I’m diving into a new project building an interactive controller to drive real-time visuals in TouchDesigner, and I'd love to get your insights to validate my shopping cart before I pull the trigger.
The core idea: I salvaged a super stylish vintage telephone keypad, but it only has 4 wires coming out of it (see attached photos). My goal is to send every keypress over to TouchDesigner via serial communication.
I have a few questions regarding feasibility and hardware choices:
Handling Keypress States: For my visuals, I want to be able to handle two different behaviors. Either a short press (just a quick pulse from 0 to 1), or detecting when I hold the key down (the signal stays at 1 for as long as my finger is on the button). Is this easy to handle on the coding side?
The Decoder: With only 4 wires for 12 keys, I strongly suspect this thing uses DTMF (dual-tone multi-frequency).
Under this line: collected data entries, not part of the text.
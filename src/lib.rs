pub mod cli;
pub mod config;
pub mod error;
pub mod resources;
pub mod session;
pub mod telemetry;
pub mod transform;
pub mod utils;

#[cfg(test)]
mod testing;
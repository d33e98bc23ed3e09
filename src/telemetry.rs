use tracing_subscriber::EnvFilter;

// stdout carries the attached session, so logs always go to stderr
fn env_filter() -> EnvFilter {
    EnvFilter::try_from_default_env().unwrap_or_else(|_| EnvFilter::new("pod_debug=info,kube=warn"))
}

#[cfg(not(debug_assertions))]
pub fn init() {
    tracing_subscriber::fmt()
        .with_writer(std::io::stderr)
        .with_env_filter(env_filter())
        .json()
        .init();
}

#[cfg(debug_assertions)]
pub fn init() {
    tracing_subscriber::fmt()
        .pretty()
        .without_time()
        .with_file(false)
        .with_line_number(false)
        .with_writer(std::io::stderr)
        .with_env_filter(env_filter())
        .init();
}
Is an MT8870 decoder module absolutely necessary to translate this cleanly, or is there a trick I'm missing?
The Microcontroller: I found an ESP32 development board featuring a 1.9" TFT ST7789 LCD screen (135x240) and USB-C. Does this specific board have enough available GPIO pins left for the project, considering the built-in screen already uses quite a few internally? I’m really leaning towards the ESP32 for the zero-latency performance and the built-in Wi-Fi/Bluetooth in case I want to go wireless down the road.
Cabling & Breadboarding: To hook everything up cleanly without breaking out the soldering iron on day one, what type of jumper wires do you recommend (Dupont M-M, M-F?) and what size breadboard should I look for?
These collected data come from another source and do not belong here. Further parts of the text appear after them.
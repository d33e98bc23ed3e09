use crate::{
    config::DebugConfig,
    error::{Error, Result},
    resources::PodStore,
    transform::OverrideRequest,
};
use attach::{AttachExit, AttachStreams, Attacher};
use k8s_openapi::api::core::v1::Pod;
use kube::ResourceExt;
use std::sync::Arc;
use tracing::{info, instrument};

pub mod attach;
pub mod state;

#[derive(Clone)]
pub struct Context {
    pub pods: Arc<dyn PodStore>,
    pub attacher: Arc<dyn Attacher>,
}

/// Pipeline position of a single debug invocation.
///
/// `Submitted` is the durable point: a failure after it never undoes the
/// created pod.
#[derive(Debug)]
pub enum Stage {
    Loaded {
        source: Pod,
    },
    Transformed {
        pod: Pod,
        container: String,
    },
    Submitted {
        pod: Pod,
        container: String,
    },
    Attached {
        pod: Pod,
        exit: AttachExit,
    },
    AttachFailed {
        pod: Pod,
        container: String,
        error: Error,
    },
}

/// Final result of a debug invocation.
#[derive(Debug)]
pub enum Outcome {
    /// Dry run: the derived pod, never submitted
    DryRun { pod: Pod },
    Created { pod: Pod },
    Attached { pod: Pod, exit: AttachExit },
    /// The pod exists but the interactive session could not be opened
    AttachFailed {
        pod: Pod,
        container: String,
        error: Error,
    },
}

impl Outcome {
    pub fn pod(&self) -> &Pod {
        match self {
            Outcome::DryRun { pod }
            | Outcome::Created { pod }
            | Outcome::Attached { pod, .. }
            | Outcome::AttachFailed { pod, .. } => pod,
        }
    }

    pub fn pod_name(&self) -> String {
        self.pod().name_any()
    }
}

/// Namespace of the source pod: explicit override, then config, then the
/// client default.
pub fn resolve_namespace(
    explicit: Option<&str>,
    config: &DebugConfig,
    client_default: &str,
) -> String {
    explicit
        .filter(|ns| !ns.is_empty())
        .or(config.namespace.as_deref().filter(|ns| !ns.is_empty()))
        .unwrap_or(client_default)
        .to_string()
}

/// Run load, transform, submit and optional attach, in that order.
#[instrument(skip(ctx, request, streams), fields(source = %request.source))]
pub async fn run(
    request: &OverrideRequest,
    namespace: &str,
    ctx: Arc<Context>,
    streams: AttachStreams,
) -> Result<Outcome> {
    request.validate()?;
    info!("Debugging pod {}/{}", namespace, request.source);

    let mut streams = Some(streams);
    let mut stage = state::load(request, namespace, &ctx).await?;

    loop {
        stage = match stage {
            Stage::Loaded { source } => state::transform(&source, request)?,
            Stage::Transformed { pod, .. } if request.dry_run => {
                info!("Dry run, not creating pod {}", pod.name_any());
                return Ok(Outcome::DryRun { pod });
            }
            Stage::Transformed { pod, container } => {
                state::submit(pod, container, &ctx).await?
            }
            Stage::Submitted { pod, container } => {
                if !attach::should_attach(request) {
                    return Ok(Outcome::Created { pod });
                }
                let streams = streams.take().unwrap_or_else(AttachStreams::null);
                state::attach(pod, container, request, &ctx, streams).await
            }
            Stage::Attached { pod, exit } => return Ok(Outcome::Attached { pod, exit }),
            Stage::AttachFailed {
                pod,
                container,
                error,
            } => {
                return Ok(Outcome::AttachFailed {
                    pod,
                    container,
                    error,
                })
            }
        };
    }
}
use crate::{
    error::{Error, Result},
    utils,
};

/// Sparse caller intent applied on top of an existing pod.
///
/// Optional strings treat `Some("")` the same as `None`. `stdin` and `tty` are
/// always explicit and are written to the target container unconditionally.
/// `attach` is tri-state: `None` defers to `stdin`. `same_node` keeps the
/// source's `nodeName` instead of leaving placement to the scheduler.
#[derive(Clone, Debug, Default, PartialEq, Eq)]
pub struct OverrideRequest {
    pub source: String,
    pub destination: Option<String>,
    pub container: Option<String>,
    pub image: Option<String>,
    pub command: Vec<String>,
    pub args: Vec<String>,
    pub stdin: bool,
    pub tty: bool,
    pub attach: Option<bool>,
    pub same_node: bool,
    pub dry_run: bool,
}

impl OverrideRequest {
    pub fn new(source: impl Into<String>) -> Self {
        Self {
            source: source.into(),
            ..Default::default()
        }
    }

    pub fn validate(&self) -> Result<()> {
        if self.source.is_empty() {
            return Err(Error::ValidationError(
                "a source pod name is required".to_string(),
            ));
        }
        Ok(())
    }

    /// Name of the pod to create, `<source>-debug` unless given.
    pub fn destination_name(&self) -> String {
        utils::non_empty(self.destination.as_deref())
            .map(str::to_string)
            .unwrap_or_else(|| utils::generate_debug_pod_name(&self.source))
    }

    pub fn container_name(&self) -> Option<&str> {
        utils::non_empty(self.container.as_deref())
    }

    pub fn image(&self) -> Option<&str> {
        utils::non_empty(self.image.as_deref())
    }

    pub fn with_entry_point(mut self, entry_point: EntryPoint) -> Self {
        self.command = entry_point.command;
        self.args = entry_point.args;
        self
    }
}

/// Entry-point and argument tokens split from the caller's trailing tokens.
#[derive(Clone, Debug, Default, PartialEq, Eq)]
pub struct EntryPoint {
    pub command: Vec<String>,
    pub args: Vec<String>,
}

impl EntryPoint {
    pub const BOUNDARY: &'static str = "--";

    /// With `as_command`, tokens up to the first `--` are the entry-point and
    /// the rest are arguments. Otherwise every token is an argument.
    pub fn from_tokens(tokens: Vec<String>, as_command: bool) -> Self {
        if !as_command {
            return Self {
                command: Vec::new(),
                args: tokens,
            };
        }

        match tokens.iter().position(|t| t == Self::BOUNDARY) {
            Some(boundary) => {
                let mut command = tokens;
                let args = command.split_off(boundary + 1);
                command.truncate(boundary);
                Self { command, args }
            }
            None => Self {
                command: tokens,
                args: Vec::new(),
            },
        }
    }
}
The Motion Sensor: On top of the keypad, I want to integrate a sensor to track position in space (X, Y, Z axes) and hopefully rotation, so I can tweak my visual effects when moving the module around. What reliable, precise IMU sensor would you recommend that plays nice with the ESP32? (I've heard a lot about the MPU-6050, does that sound like the right call?).
The ultimate goal is to centralize the keypad + the motion sensor on the ESP32 and stream everything together over USB to TouchDesigner.
Thanks a ton in advance for your feedback and expert advice!
You'll need to know how the keypad works. A web search might turn up someone's efforts to reverse engineer it, or if you are lucky, the original schematic.
The Decoder It's 100% a decimal (pulse) keypad (from an S63). It has a tuning screw on the back marked 500 / 800. Since it's pulse-based, I guess I can skip the MT8870 decoder entirely and read the pulses directly with the ESP32 using interrupts, right?
because of the onboard facilities (display, touchscreen, SD reader, etc) in general the number of GPIOs available externally on these displays is very limited
check the hardware specification to see what GPIOs are brought out
Thanks for the warning! I actually double-checked the manufacturer's pin mapping for this specific Ideaspark 1.14" board, and it turns out the onboard screen only uses 6 pins: D2, D4, D15, D18, D23, and D32. So I’m in luck there are still plenty of free GPIOs available on the sides.
Also, some good news on the hardware side: I confirmed that my vintage phone keypad is 100% a decimal pulse system (an old French HPE Bonneville unit). Because it just generates raw electrical impulses instead of DTMF tones or a matrix grid, I only need to use 2 basic digital pins to read it (one for counting the pulses via interrupts and one for the key-down state).
For the motion sensor, I can just use the standard, completely free ESP32 hardware I2C pins (GPIO 21 for SDA and GPIO 22 for SCL).